Helped by a string of glowing commendations, it shot straight to the top of the rankings on TripAdvisor – even leapfrogging venues with Michelin stars. The only problem was the reviews were all fake – and the restaurant nothing but the invention of a mischievous writer.
Oobah Butler, 26, set up a phoney website for the outhouse in his garden, calling it The Shed at Dulwich – and fooled hundreds of potential customers into trying to book a table.
His prank echoes a 2015 Irish Mail on Sunday exposé of the faulty TripAdvisor system in which our sister paper cooked up a fake restaurant that quickly became the No.1 restaurant in Roscommon on the ratings website despite it having a fake facebook page, fake telephone number and a fake address.
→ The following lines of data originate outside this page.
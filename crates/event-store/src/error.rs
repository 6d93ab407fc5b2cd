use thiserror::Error;

/// Errors raised by the event store.
#[derive(Debug, Error)]
pub enum StorageError {
    /// An error originating from the underlying SQLite database.
    #[error("SQLite error: {0}")]
    Sqlite(#[from] rusqlite::Error),

    /// Trait data could not be serialized, or a stored row could not be read back.
    #[error("Serialization error: {0}")]
    Serialization(#[from] serde_json::Error),

    /// The blocking task running the statement panicked or was cancelled.
    #[error("Storage task failed: {0}")]
    Task(#[from] tokio::task::JoinError),
}

pub type Result<T> = std::result::Result<T, StorageError>;
//! Read-side access to stored trait events.

use std::io::Write;

use anyhow::Context;
use nest_sync_event_store::SqliteEventStore;

/// Write rows with `event_time` in `[from, to]` to `out`, one JSON object per line.
///
/// Returns the number of rows written.
pub async fn write_events<W: Write>(
    store: &SqliteEventStore,
    from: Option<&str>,
    to: Option<&str>,
    mut out: W,
) -> anyhow::Result<usize> {
    let events = store
        .events_between(from, to)
        .await
        .context("Failed to query trait events")?;

    for event in &events {
        serde_json::to_writer(&mut out, event)?;
        writeln!(out)?;
    }
    out.flush()?;
    Ok(events.len())
}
To add authenticity to his prank, Mr Butler concocted a social media profile and took artistic shots of the ‘food’ – created with household items including shaving foam, bleach tablets, paint and even the author’s foot.
His menu, served outside to diners on wooden tables, consists of meals defined by ‘moods’ such as ‘contemplation’, ‘empathetic’ and ‘comfort’.
Mr Butler bought a cheap mobile to register phone bookings and said it rang ‘incessantly’ for months with customers keen to bag a table. It took six months – and 83 fake reviews – to make the phoney venue London’s best restaurant. Explaining his idea on news website Vice, Mr Butler said: ‘This convinced me that TripAdvisor was a false reality. Restaurant owners would pay me £10 and I’d write a positive review of their place, despite never eating there. Their fortunes would genuinely turn, and I was the catalyst.’
TripAdvisor said it uses ‘stateof-the-art technology to identify suspicious review patterns’.